Available data —
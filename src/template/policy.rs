//! Encoding policies and the per-kind dispatch table.

use super::value::Value;
use super::walker::{Leaf, Replacement};
use crate::config::UnresolvedData;
use crate::error::Section;
use crate::placeholder::{resolve_token, Matcher, SecretMap};
use std::fmt;

/// How a resolved leaf is represented in the output.
#[derive(Debug, Clone, Copy, PartialEq, Eq)]
pub enum EncodingPolicy {
    /// Substitute verbatim; a lone placeholder keeps the secret's type.
    Generic,
    /// Substitute, then coerce the result to a string.
    Stringify,
    /// Substitute, then emit bytes when the source held a placeholder.
    BinarySafe,
}

/// Read-only state a policy needs to resolve a leaf.
#[derive(Debug, Clone, Copy)]
pub struct PolicyContext<'a> {
    pub matcher: &'a Matcher,
    pub secrets: Option<&'a SecretMap>,
    pub unresolved_data: UnresolvedData,
}

impl EncodingPolicy {
    pub fn apply(&self, leaf: &Leaf<'_>, ctx: &PolicyContext<'_>) -> Replacement {
        let replacement = substitute(leaf.value, ctx);
        match self {
            EncodingPolicy::Generic => replacement,
            EncodingPolicy::Stringify => Replacement {
                value: Value::String(replacement.value.stringify()),
                errors: replacement.errors,
            },
            EncodingPolicy::BinarySafe => {
                // Hard-coded values are expected to be base64 already.
                if !ctx.matcher.contains(leaf.value) {
                    return replacement;
                }
                let value = if replacement.errors.is_empty() {
                    Value::Bytes(replacement.value.stringify().into_bytes())
                } else {
                    match ctx.unresolved_data {
                        UnresolvedData::Keep => Value::String(leaf.value.to_string()),
                        UnresolvedData::Empty => Value::Bytes(Vec::new()),
                    }
                };
                Replacement {
                    value,
                    errors: replacement.errors,
                }
            }
        }
    }
}

/// Resolve every placeholder in `text`.
///
/// A string that is exactly one placeholder becomes the secret value with
/// its own type. Otherwise resolved values are rendered as text between the
/// literal segments, and tokens that fail are left in place.
pub fn substitute(text: &str, ctx: &PolicyContext<'_>) -> Replacement {
    let mut errors: Vec<_> = ctx.matcher.unterminated(text).into_iter().collect();
    let matches = ctx.matcher.scan(text);
    if matches.is_empty() {
        return Replacement {
            value: Value::String(text.to_string()),
            errors,
        };
    }

    let resolved: Vec<_> = matches
        .iter()
        .map(|m| {
            m.token
                .clone()
                .and_then(|token| resolve_token(&token, ctx.secrets))
        })
        .collect();

    if let [only] = matches.as_slice() {
        if only.span == (0..text.len()) {
            return match resolved.into_iter().next() {
                Some(Ok(value)) => Replacement { value, errors },
                Some(Err(e)) => {
                    errors.push(e);
                    Replacement {
                        value: Value::String(text.to_string()),
                        errors,
                    }
                }
                None => Replacement {
                    value: Value::String(text.to_string()),
                    errors,
                },
            };
        }
    }

    let mut out = String::with_capacity(text.len());
    let mut last = 0;
    for (m, result) in matches.iter().zip(resolved) {
        out.push_str(&text[last..m.span.start]);
        match result {
            Ok(value) => out.push_str(&value.stringify()),
            Err(e) => {
                errors.push(e);
                out.push_str(m.raw);
            }
        }
        last = m.span.end;
    }
    out.push_str(&text[last..]);

    Replacement {
        value: Value::String(out),
        errors,
    }
}

/// A manifest's resource kind, as far as substitution cares.
#[derive(Debug, Clone, PartialEq, Eq)]
pub enum ResourceKind {
    Secret,
    ConfigMap,
    Other(String),
}

/// Which part of a document a rule covers.
#[derive(Debug, Clone, Copy, PartialEq, Eq)]
pub enum Scope {
    /// One top-level field, walked only when it is a map.
    Field(&'static str),
    /// Every top-level field not claimed by a `Field` rule of the same kind.
    Remainder,
    /// The entire document.
    Whole,
}

#[derive(Debug, Clone, Copy, PartialEq, Eq)]
pub struct SectionRule {
    pub section: Section,
    pub scope: Scope,
    pub policy: EncodingPolicy,
}

const SECRET_RULES: &[SectionRule] = &[
    SectionRule {
        section: Section::Metadata,
        scope: Scope::Field("metadata"),
        policy: EncodingPolicy::Generic,
    },
    SectionRule {
        section: Section::StringData,
        scope: Scope::Field("stringData"),
        policy: EncodingPolicy::Generic,
    },
    SectionRule {
        section: Section::Data,
        scope: Scope::Field("data"),
        policy: EncodingPolicy::BinarySafe,
    },
];

const CONFIG_MAP_RULES: &[SectionRule] = &[
    SectionRule {
        section: Section::Metadata,
        scope: Scope::Field("metadata"),
        policy: EncodingPolicy::Stringify,
    },
    SectionRule {
        section: Section::Data,
        scope: Scope::Remainder,
        policy: EncodingPolicy::Stringify,
    },
];

const GENERIC_RULES: &[SectionRule] = &[SectionRule {
    section: Section::Resource,
    scope: Scope::Whole,
    policy: EncodingPolicy::Generic,
}];

impl ResourceKind {
    pub fn parse(kind: &str) -> Self {
        match kind {
            "Secret" => ResourceKind::Secret,
            "ConfigMap" => ResourceKind::ConfigMap,
            other => ResourceKind::Other(other.to_string()),
        }
    }

    pub fn as_str(&self) -> &str {
        match self {
            ResourceKind::Secret => "Secret",
            ResourceKind::ConfigMap => "ConfigMap",
            ResourceKind::Other(kind) => kind,
        }
    }

    /// Sections to walk, in order, and the policy for each.
    pub fn rules(&self) -> &'static [SectionRule] {
        match self {
            ResourceKind::Secret => SECRET_RULES,
            ResourceKind::ConfigMap => CONFIG_MAP_RULES,
            ResourceKind::Other(_) => GENERIC_RULES,
        }
    }
}

impl fmt::Display for ResourceKind {
    fn fmt(&self, f: &mut fmt::Formatter<'_>) -> fmt::Result {
        f.write_str(self.as_str())
    }
}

Try it —
Please return each line of the listing above that contains "UnresolvedData".

Output of the exercise —
use crate::config::UnresolvedData;
    pub unresolved_data: UnresolvedData,
                        UnresolvedData::Keep => Value::String(leaf.value.to_string()),
                        UnresolvedData::Empty => Value::Bytes(Vec::new()),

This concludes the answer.